New estimates show 126,000 pregnant women affected by Nepal quake

Earthquake survivors survey the damage in Bungmati, on the outskirts of Kathmandu, Nepal. © UNFPA Nepal/Santosh Chhetri
  • 29 April 2015

UNITED NATIONS, New York/BUNGMATI, Nepal – Needs are quickly escalating in Nepal, in the aftermath of the 7.8-magnitude earthquake. The most recent UN estimates indicate more than 5,000 have been killed and 8 million people have been affected. Based on the latest available data, UNFPA now estimates some 2 million women and girls of reproductive age are among those affected – including some 126,000 pregnant women.

Laxmi Shakya, 31, gave birth just three days before the quake. © UNFPA Nepal/Santosh Chhetri

The Government of Nepal has declared a state of emergency. Disease risks are a growing concern, and communities are sleeping outside for fear of aftershocks, which continue to convulse the area.

Women and girls are among the most vulnerable. UNFPA has rushed the delivery of reproductive health kits, which contain the supplies required to support safe childbirth.
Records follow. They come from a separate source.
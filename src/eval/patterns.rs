//! Scoring weights for frames and combos
//!
//! Only the relative order of these numbers matters: a completed frame beats
//! any forcing combo, which beats any amount of quiet frame progress.

use crate::board::WIN_LENGTH;

/// Frame and combo weights
pub struct FrameScore;

impl FrameScore {
    /// Value of an open frame by the number of stones already in it.
    /// Index `WIN_LENGTH` is a completed frame.
    pub const STONES: [i32; WIN_LENGTH + 1] = [0, 1, 10, 100, 1_000, 100_000];

    /// Combo that leaves two fours on distinct cells (forced win)
    pub const FORCED: i32 = 50_000;
    /// Combo that leaves two frames within two moves (four-three, double three)
    pub const PRESSING: i32 = 5_000;
}

/// Seed value of an open frame holding `stones` of its color
#[inline]
pub fn frame_value(stones: u8) -> i32 {
    FrameScore::STONES[(stones as usize).min(WIN_LENGTH)]
}

/// Value of adding one more stone to a frame that holds `stones`
#[inline]
pub fn advance_value(stones: u8) -> i32 {
    frame_value(stones.saturating_add(1))
}

#[cfg(test)]
mod tests {
    use super::*;

    #[test]
    fn test_frame_values_grow_with_stones() {
        assert!(FrameScore::STONES.windows(2).all(|w| w[0] < w[1]));
        assert_eq!(frame_value(0), 0);
    }

    #[test]
    fn test_completion_outranks_combos() {
        assert!(advance_value(4) > FrameScore::FORCED);
        assert!(FrameScore::FORCED > FrameScore::PRESSING);
        assert!(FrameScore::PRESSING > advance_value(3));
    }
}
//! Per-game derived frame state
//!
//! The frame table itself is shared and immutable; what changes during a
//! game is how many stones of each color sit in each frame. Those counts are
//! kept here and updated incrementally from the frames a move touches.

use crate::board::{Stone, WIN_LENGTH};

use super::{FrameId, FRAME_COUNT};

/// Stone counts inside one frame
#[derive(Debug, Clone, Copy, PartialEq, Eq, Default)]
struct FrameCount {
    stones: [u8; 2],
}

impl FrameCount {
    #[inline]
    fn empties(self) -> u8 {
        WIN_LENGTH as u8 - self.stones[0] - self.stones[1]
    }
}

/// Whether a frame can still be completed by a given color
#[derive(Debug, Clone, Copy, PartialEq, Eq)]
pub enum FrameStatus {
    /// Holds at least one opposing stone
    Blocked,
    /// Completable; `cost` empty cells remain and `stones` are already placed
    Open { cost: u8, stones: u8 },
    /// Every cell holds the color
    Won,
}

impl FrameStatus {
    #[inline]
    pub fn is_open(self) -> bool {
        matches!(self, FrameStatus::Open { .. })
    }

    /// Remaining moves for an open frame
    #[inline]
    pub fn cost(self) -> Option<u8> {
        match self {
            FrameStatus::Open { cost, .. } => Some(cost),
            _ => None,
        }
    }
}

/// Derived state of every frame for one game
#[derive(Debug, Clone, PartialEq, Eq)]
pub struct FrameStates {
    counts: Vec<FrameCount>,
}

impl FrameStates {
    #[must_use]
    pub fn new() -> Self {
        Self {
            counts: vec![FrameCount::default(); FRAME_COUNT],
        }
    }

    /// Forget every stone
    pub fn reset(&mut self) {
        self.counts.fill(FrameCount::default());
    }

    /// Record a stone of `stone` placed in each of `frames`
    pub fn apply(&mut self, frames: &[FrameId], stone: Stone) {
        let slot = stone.index();
        for id in frames {
            let count = &mut self.counts[id.index()];
            assert!(count.empties() > 0, "stone added to full frame {id}");
            count.stones[slot] += 1;
        }
    }

    /// Undo [`FrameStates::apply`]
    pub fn revert(&mut self, frames: &[FrameId], stone: Stone) {
        let slot = stone.index();
        for id in frames {
            let count = &mut self.counts[id.index()];
            assert!(count.stones[slot] > 0, "stone removed from frame {id} that has none");
            count.stones[slot] -= 1;
        }
    }

    /// Classify a frame for `color`.
    ///
    /// A frame that is open yet has no empty cell and is not won cannot exist;
    /// hitting that case means the counts are corrupt and we abort.
    pub fn status(&self, id: FrameId, color: Stone) -> FrameStatus {
        let count = self.counts[id.index()];
        let own = count.stones[color.index()];
        let opp = count.stones[color.opponent().index()];

        if opp > 0 {
            return FrameStatus::Blocked;
        }
        if own as usize == WIN_LENGTH {
            return FrameStatus::Won;
        }
        let cost = count.empties();
        assert!(cost > 0, "frame {id} is open for {color:?} with no empty cell");
        FrameStatus::Open { cost, stones: own }
    }

    /// Number of `color` stones in a frame
    #[inline]
    pub fn stones(&self, id: FrameId, color: Stone) -> u8 {
        self.counts[id.index()].stones[color.index()]
    }
}

impl Default for FrameStates {
    fn default() -> Self {
        Self::new()
    }
}

#[cfg(test)]
mod tests {
    use super::*;

    #[test]
    fn test_fresh_frames_are_open() {
        let states = FrameStates::new();
        assert_eq!(
            states.status(FrameId(0), Stone::Black),
            FrameStatus::Open { cost: 5, stones: 0 }
        );
    }

    #[test]
    fn test_opposing_stone_blocks() {
        let mut states = FrameStates::new();
        states.apply(&[FrameId(3)], Stone::White);

        assert_eq!(states.status(FrameId(3), Stone::Black), FrameStatus::Blocked);
        assert_eq!(
            states.status(FrameId(3), Stone::White),
            FrameStatus::Open { cost: 4, stones: 1 }
        );
    }

    #[test]
    fn test_filled_frame_is_won() {
        let mut states = FrameStates::new();
        for _ in 0..WIN_LENGTH {
            states.apply(&[FrameId(7)], Stone::Black);
        }
        assert_eq!(states.status(FrameId(7), Stone::Black), FrameStatus::Won);
        assert_eq!(states.status(FrameId(7), Stone::White), FrameStatus::Blocked);
    }

    #[test]
    fn test_revert_restores_counts() {
        let mut states = FrameStates::new();
        let frames = [FrameId(1), FrameId(2)];
        states.apply(&frames, Stone::Black);
        states.revert(&frames, Stone::Black);
        assert_eq!(states, FrameStates::new());
    }

    #[test]
    #[should_panic(expected = "has none")]
    fn test_revert_without_stone_panics() {
        let mut states = FrameStates::new();
        states.revert(&[FrameId(0)], Stone::White);
    }
}
//! Bitboard cell sets
//!
//! Combos track the union of their members' empty cells as a bitboard so
//! cost (popcount) and shared-cell tests stay cheap on the hot path.

use super::{Pos, TOTAL_CELLS};

const WORDS: usize = (TOTAL_CELLS + 63) / 64;

/// Set of board cells
/// Uses 6 x u64 to represent 361 cells (6 * 64 = 384 >= 361)
#[derive(Debug, Clone, Copy, PartialEq, Eq, Hash, Default)]
pub struct Bitboard {
    bits: [u64; WORDS],
}

impl Bitboard {
    /// Create empty bitboard
    pub const fn new() -> Self {
        Self { bits: [0; WORDS] }
    }

    /// Set a bit at position
    #[inline]
    pub fn set(&mut self, pos: Pos) {
        let idx = pos.to_index();
        self.bits[idx / 64] |= 1u64 << (idx % 64);
    }

    /// Clear a bit at position
    #[inline]
    pub fn clear(&mut self, pos: Pos) {
        let idx = pos.to_index();
        self.bits[idx / 64] &= !(1u64 << (idx % 64));
    }

    /// Check if bit is set at position
    #[inline]
    pub fn get(&self, pos: Pos) -> bool {
        let idx = pos.to_index();
        (self.bits[idx / 64] >> (idx % 64)) & 1 == 1
    }

    /// Count total set bits (popcount)
    #[inline]
    pub fn count(&self) -> u32 {
        self.bits.iter().map(|b| b.count_ones()).sum()
    }

    /// Check if empty
    #[inline]
    pub fn is_empty(&self) -> bool {
        self.bits.iter().all(|&b| b == 0)
    }

    #[inline]
    pub fn union(&self, other: &Bitboard) -> Bitboard {
        let mut out = *self;
        for (w, o) in out.bits.iter_mut().zip(other.bits.iter()) {
            *w |= o;
        }
        out
    }

    /// True when the two sets share at least one cell
    #[inline]
    pub fn intersects(&self, other: &Bitboard) -> bool {
        self.bits.iter().zip(other.bits.iter()).any(|(a, b)| a & b != 0)
    }

    /// Iterate over set bit positions
    pub fn iter_ones(&self) -> BitboardIter {
        BitboardIter {
            bits: self.bits,
            word_idx: 0,
            current_word: self.bits[0],
        }
    }
}

impl FromIterator<Pos> for Bitboard {
    fn from_iter<I: IntoIterator<Item = Pos>>(iter: I) -> Self {
        let mut bb = Bitboard::new();
        for pos in iter {
            bb.set(pos);
        }
        bb
    }
}

/// Iterator over set bits in a Bitboard, in cell index order
pub struct BitboardIter {
    bits: [u64; WORDS],
    word_idx: usize,
    current_word: u64,
}

impl Iterator for BitboardIter {
    type Item = Pos;

    fn next(&mut self) -> Option<Self::Item> {
        while self.current_word == 0 {
            self.word_idx += 1;
            if self.word_idx >= WORDS {
                return None;
            }
            self.current_word = self.bits[self.word_idx];
        }

        let bit_pos = self.current_word.trailing_zeros() as usize;
        let idx = self.word_idx * 64 + bit_pos;
        self.current_word &= self.current_word - 1;

        // Bits past the last cell are never set
        if idx < TOTAL_CELLS {
            Some(Pos::from_index(idx))
        } else {
            None
        }
    }
}
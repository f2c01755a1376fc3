//! Threat evaluation for Gomoku positions
//!
//! This module turns frame state into move values:
//! - Combo search over open frames (single frames, double threats, four-threes)
//! - Per-cell aggregation into the board's value cache
//! - Scoring weights

pub mod combo;
pub mod patterns;
pub mod values;

pub use combo::{Combo, ComboId, ComboSet, OpenFrame, Threat};
pub use patterns::{advance_value, frame_value, FrameScore};
pub use values::{cell_value, refresh_cell_values};
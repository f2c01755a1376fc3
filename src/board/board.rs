//! Board store: cell records and the move log
//!
//! The store only holds data. Placing or removing a stone reports which
//! frames were touched; recomputing anything derived from them is the
//! caller's job.

use std::fmt;

use super::coord::COLUMN_LETTERS;
use super::{Pos, Stone, BOARD_SIZE, TOTAL_CELLS};
use crate::error::BoardError;
use crate::frames::{FrameId, FrameTable};

/// Cached threat metrics of one cell for one color
#[derive(Debug, Clone, Copy, PartialEq, Eq, Default)]
pub struct CellValue {
    /// Composite value of playing here
    pub score: i32,
    /// Fewest moves to completion among combos through this cell (0 = none)
    pub level: u8,
    /// Combos that become unstoppable by playing here
    pub nforce: u8,
}

/// One grid position
#[derive(Debug, Clone, PartialEq, Eq)]
pub struct Cell {
    pub stone: Stone,
    /// Frames anchored at this cell, indexed by direction
    pub frames: [Option<FrameId>; 4],
    /// Cached values, indexed by [`Stone::index`]
    pub values: [CellValue; 2],
}

/// Game board with move log
#[derive(Debug, Clone, PartialEq, Eq)]
pub struct Board {
    cells: Vec<Cell>,
    /// Cells played, in order
    moves: Vec<Pos>,
}

impl Board {
    pub fn new(table: &FrameTable) -> Self {
        let cells = (0..TOTAL_CELLS)
            .map(|idx| Cell {
                stone: Stone::Empty,
                frames: table.anchored_at(Pos::from_index(idx)),
                values: [CellValue::default(); 2],
            })
            .collect();
        Self {
            cells,
            moves: Vec::with_capacity(TOTAL_CELLS),
        }
    }

    /// Reset every cell to empty and clear the move log
    pub fn initialize(&mut self) {
        for cell in &mut self.cells {
            cell.stone = Stone::Empty;
            cell.values = [CellValue::default(); 2];
        }
        self.moves.clear();
    }

    /// Get stone at position
    #[inline]
    pub fn get(&self, pos: Pos) -> Stone {
        self.cells[pos.to_index()].stone
    }

    /// Check if position is empty
    #[inline]
    pub fn is_empty(&self, pos: Pos) -> bool {
        self.get(pos) == Stone::Empty
    }

    #[inline]
    pub fn cell(&self, pos: Pos) -> &Cell {
        &self.cells[pos.to_index()]
    }

    /// Cached value of `pos` for `color`
    #[inline]
    pub fn value(&self, pos: Pos, color: Stone) -> CellValue {
        self.cells[pos.to_index()].values[color.index()]
    }

    #[inline]
    pub fn set_value(&mut self, pos: Pos, color: Stone, value: CellValue) {
        self.cells[pos.to_index()].values[color.index()] = value;
    }

    /// Zero the cached values of one color on every cell
    pub fn clear_values(&mut self, color: Stone) {
        let slot = color.index();
        for cell in &mut self.cells {
            cell.values[slot] = CellValue::default();
        }
    }

    /// Place a stone and log the move.
    ///
    /// Returns every frame covering the cell so the caller can refresh
    /// derived state. The board is untouched on error.
    pub fn occupy<'t>(
        &mut self,
        pos: Pos,
        stone: Stone,
        table: &'t FrameTable,
    ) -> Result<&'t [FrameId], BoardError> {
        if !pos.in_bounds() {
            return Err(BoardError::OutOfBounds {
                row: pos.row,
                col: pos.col,
            });
        }
        if !stone.is_player() {
            return Err(BoardError::NoColor);
        }
        let cell = &mut self.cells[pos.to_index()];
        if cell.stone != Stone::Empty {
            return Err(BoardError::Occupied(pos));
        }

        cell.stone = stone;
        self.moves.push(pos);
        Ok(table.frames_covering(pos))
    }

    /// Take back the most recent move.
    ///
    /// Returns the cell, the stone that was there and the frames covering it.
    pub fn rollback<'t>(&mut self, table: &'t FrameTable) -> Option<(Pos, Stone, &'t [FrameId])> {
        let pos = self.moves.pop()?;
        let cell = &mut self.cells[pos.to_index()];
        let stone = cell.stone;
        cell.stone = Stone::Empty;
        Some((pos, stone, table.frames_covering(pos)))
    }

    /// Move log in play order
    #[inline]
    pub fn moves(&self) -> &[Pos] {
        &self.moves
    }

    /// Total stones on board
    #[inline]
    pub fn stone_count(&self) -> usize {
        self.moves.len()
    }

    #[inline]
    pub fn is_full(&self) -> bool {
        self.moves.len() == TOTAL_CELLS
    }

    /// Empty cells in index order
    pub fn empty_cells(&self) -> impl Iterator<Item = Pos> + '_ {
        self.cells
            .iter()
            .enumerate()
            .filter(|(_, c)| c.stone == Stone::Empty)
            .map(|(idx, _)| Pos::from_index(idx))
    }
}

impl fmt::Display for Board {
    /// Plain diagram with row 19 on top, `X` for Black and `O` for White
    fn fmt(&self, f: &mut fmt::Formatter<'_>) -> fmt::Result {
        let letters: String = COLUMN_LETTERS
            .iter()
            .map(|&b| format!(" {}", b as char))
            .collect();
        writeln!(f, "   {letters}")?;
        for row in (0..BOARD_SIZE).rev() {
            write!(f, "{:2} ", row + 1)?;
            for col in 0..BOARD_SIZE {
                let pos = Pos::new(row as u8, col as u8);
                let ch = match self.get(pos) {
                    Stone::Black => 'X',
                    Stone::White => 'O',
                    Stone::Empty => '.',
                };
                write!(f, " {ch}")?;
            }
            writeln!(f, " {:2}", row + 1)?;
        }
        writeln!(f, "   {letters}")
    }
}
UNFPA is also supplying dignity kits, containing essential hygiene supplies for women and girls of reproductive age, including soap and sanitary napkins.

UNFPA and partners are also working to prevent gender-based violence, which is known to increase in the aftermath of disasters.

View from the ground

Bungmati, on the outskirts of the capital, Kathmandu, is one of the hardest hit places in Lalitpur District. Survivors are crowding into temporary camps, some living under tarpaulin strung from the ruins of buildings.

Sanu Chori Maharjan, 36, with a group of women and children in a temporary shelter in Bungmati. Ms. Maharjan was on the roof of her home when the quake struck. © UNFPA Nepal/Santosh Chhetri

Women and girls urgently need support, survivors told UNFPA. Nursing mothers, women and adolescent girls all emphasized the need for nutritious food, sanitary napkins, warm clothes, soap and medicines, as well as more tarpaulins.

Sanu Chori Maharjan, 36, was on the roof of her three-story home when the earthquake struck. She was lucky to have escaped unharmed. Now she and her 9-year-old son are living with other women and children in a temporary shelter.

Nursing mothers have a particularly acute need for nourishment and hygiene supplies, Ms. Maharjantold UNFPA.

Survivors clear away debris in Bungmati, on the outskirts of Kathmandu, Nepal. © UNFPA Nepal/Santosh Chhetri

Laxmi Shakya, 31, is one such nursing mother. She had delivered her second baby just three days before the quake. She was breastfeeding her infant son when the ground began to shake, said. Ms. Shakyaand her children were not hurt, but they are now living outside, and their future is uncertain.

Fifteen-year-old Sharalata Bramacharya says girls need hygiene supplies, including sanitary napkins. Her family is living in a temporary shelter, and she and her mother have been able to collect drinking water from a nearby well. Others are not so fortunate – water scarcity is a major humanitarian concern.

UNFPA responding

UNFPA staff have been deployed to assess and address the needs of survivors. Shipments of aid materials have arrived and are being distributed in the worst-affected districts.